Saved data entries
▬▬▬▬▬▬▬▬▬▬

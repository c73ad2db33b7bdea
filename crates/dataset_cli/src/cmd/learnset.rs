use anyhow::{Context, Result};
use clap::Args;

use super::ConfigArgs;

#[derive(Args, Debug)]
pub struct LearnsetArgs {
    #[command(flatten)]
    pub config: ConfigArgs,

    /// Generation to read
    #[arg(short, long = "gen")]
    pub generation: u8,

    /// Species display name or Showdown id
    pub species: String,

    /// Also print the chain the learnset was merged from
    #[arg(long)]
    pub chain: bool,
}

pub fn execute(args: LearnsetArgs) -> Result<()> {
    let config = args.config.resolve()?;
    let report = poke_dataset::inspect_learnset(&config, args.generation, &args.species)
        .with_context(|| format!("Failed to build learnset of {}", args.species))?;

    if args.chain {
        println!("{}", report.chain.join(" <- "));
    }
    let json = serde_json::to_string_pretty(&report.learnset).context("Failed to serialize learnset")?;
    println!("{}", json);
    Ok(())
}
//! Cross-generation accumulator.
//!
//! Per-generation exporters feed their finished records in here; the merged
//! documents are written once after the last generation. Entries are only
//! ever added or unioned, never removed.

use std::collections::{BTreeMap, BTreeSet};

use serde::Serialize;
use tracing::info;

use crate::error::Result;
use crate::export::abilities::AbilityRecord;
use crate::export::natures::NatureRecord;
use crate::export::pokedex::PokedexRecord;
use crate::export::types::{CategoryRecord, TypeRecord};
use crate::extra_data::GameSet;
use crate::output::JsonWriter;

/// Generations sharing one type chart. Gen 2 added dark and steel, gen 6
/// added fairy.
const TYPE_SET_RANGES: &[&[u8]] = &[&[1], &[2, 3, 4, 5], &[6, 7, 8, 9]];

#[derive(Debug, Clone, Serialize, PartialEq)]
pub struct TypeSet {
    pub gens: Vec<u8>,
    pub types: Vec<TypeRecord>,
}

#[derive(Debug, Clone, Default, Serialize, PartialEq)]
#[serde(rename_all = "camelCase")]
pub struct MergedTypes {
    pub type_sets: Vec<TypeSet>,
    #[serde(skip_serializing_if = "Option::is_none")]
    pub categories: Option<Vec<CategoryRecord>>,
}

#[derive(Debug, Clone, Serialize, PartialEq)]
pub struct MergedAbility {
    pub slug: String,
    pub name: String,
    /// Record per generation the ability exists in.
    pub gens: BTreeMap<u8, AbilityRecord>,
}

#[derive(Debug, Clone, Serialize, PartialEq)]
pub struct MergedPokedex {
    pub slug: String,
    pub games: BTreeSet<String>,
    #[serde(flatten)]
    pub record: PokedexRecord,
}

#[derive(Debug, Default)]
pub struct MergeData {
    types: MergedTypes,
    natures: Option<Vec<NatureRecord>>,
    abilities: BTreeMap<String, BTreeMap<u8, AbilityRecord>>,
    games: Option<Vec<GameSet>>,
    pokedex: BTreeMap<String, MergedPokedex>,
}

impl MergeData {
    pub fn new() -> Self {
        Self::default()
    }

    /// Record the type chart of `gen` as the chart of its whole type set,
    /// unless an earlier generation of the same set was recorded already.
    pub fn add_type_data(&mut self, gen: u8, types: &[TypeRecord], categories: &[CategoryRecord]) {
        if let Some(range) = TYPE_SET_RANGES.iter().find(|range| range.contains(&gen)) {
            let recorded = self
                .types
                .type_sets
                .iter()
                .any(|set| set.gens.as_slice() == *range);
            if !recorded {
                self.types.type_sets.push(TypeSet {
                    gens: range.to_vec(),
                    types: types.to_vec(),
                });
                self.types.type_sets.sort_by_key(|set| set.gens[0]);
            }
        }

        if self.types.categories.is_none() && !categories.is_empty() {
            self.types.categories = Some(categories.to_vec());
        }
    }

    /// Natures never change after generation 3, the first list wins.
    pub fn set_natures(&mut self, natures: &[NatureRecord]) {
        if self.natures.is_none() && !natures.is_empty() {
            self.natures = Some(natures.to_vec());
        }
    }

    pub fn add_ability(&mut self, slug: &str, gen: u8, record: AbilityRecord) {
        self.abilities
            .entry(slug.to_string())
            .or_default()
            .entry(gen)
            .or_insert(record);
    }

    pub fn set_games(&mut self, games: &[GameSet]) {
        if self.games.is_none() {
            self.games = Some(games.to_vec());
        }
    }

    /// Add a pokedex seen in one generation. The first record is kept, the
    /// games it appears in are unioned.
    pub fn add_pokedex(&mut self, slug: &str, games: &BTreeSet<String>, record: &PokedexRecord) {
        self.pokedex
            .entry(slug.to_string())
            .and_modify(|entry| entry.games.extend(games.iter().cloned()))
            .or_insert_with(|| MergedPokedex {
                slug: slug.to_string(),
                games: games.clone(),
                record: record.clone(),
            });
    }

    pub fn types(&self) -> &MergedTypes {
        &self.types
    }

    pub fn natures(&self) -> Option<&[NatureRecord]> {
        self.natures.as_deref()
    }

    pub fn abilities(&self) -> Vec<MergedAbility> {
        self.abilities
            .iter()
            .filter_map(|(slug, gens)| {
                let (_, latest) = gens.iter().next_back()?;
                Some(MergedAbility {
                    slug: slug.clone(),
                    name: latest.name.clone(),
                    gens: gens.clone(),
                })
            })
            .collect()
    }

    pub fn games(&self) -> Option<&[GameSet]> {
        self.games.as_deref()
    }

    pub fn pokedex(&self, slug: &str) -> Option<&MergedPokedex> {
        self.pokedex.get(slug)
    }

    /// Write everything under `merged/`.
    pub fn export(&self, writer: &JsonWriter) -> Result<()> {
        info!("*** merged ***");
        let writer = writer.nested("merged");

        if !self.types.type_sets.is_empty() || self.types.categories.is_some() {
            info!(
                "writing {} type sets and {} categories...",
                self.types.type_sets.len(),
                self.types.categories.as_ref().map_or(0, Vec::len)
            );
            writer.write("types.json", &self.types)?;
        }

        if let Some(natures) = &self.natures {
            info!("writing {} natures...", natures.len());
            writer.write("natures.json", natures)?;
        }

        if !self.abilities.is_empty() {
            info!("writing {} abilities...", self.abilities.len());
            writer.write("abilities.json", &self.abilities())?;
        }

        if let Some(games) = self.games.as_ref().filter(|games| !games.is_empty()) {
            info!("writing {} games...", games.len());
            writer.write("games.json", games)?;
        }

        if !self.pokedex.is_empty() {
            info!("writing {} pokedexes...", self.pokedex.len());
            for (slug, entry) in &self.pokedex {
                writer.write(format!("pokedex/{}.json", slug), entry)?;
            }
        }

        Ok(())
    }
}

▬▬▬▬▬▬▬▬▬▬

WHAT YOU ARE ASKED TO DO:
When you have gone through the records above, say how many lines include the word "CategoryRecord", and write nothing besides that number.

WRITTEN RESPONSE:
3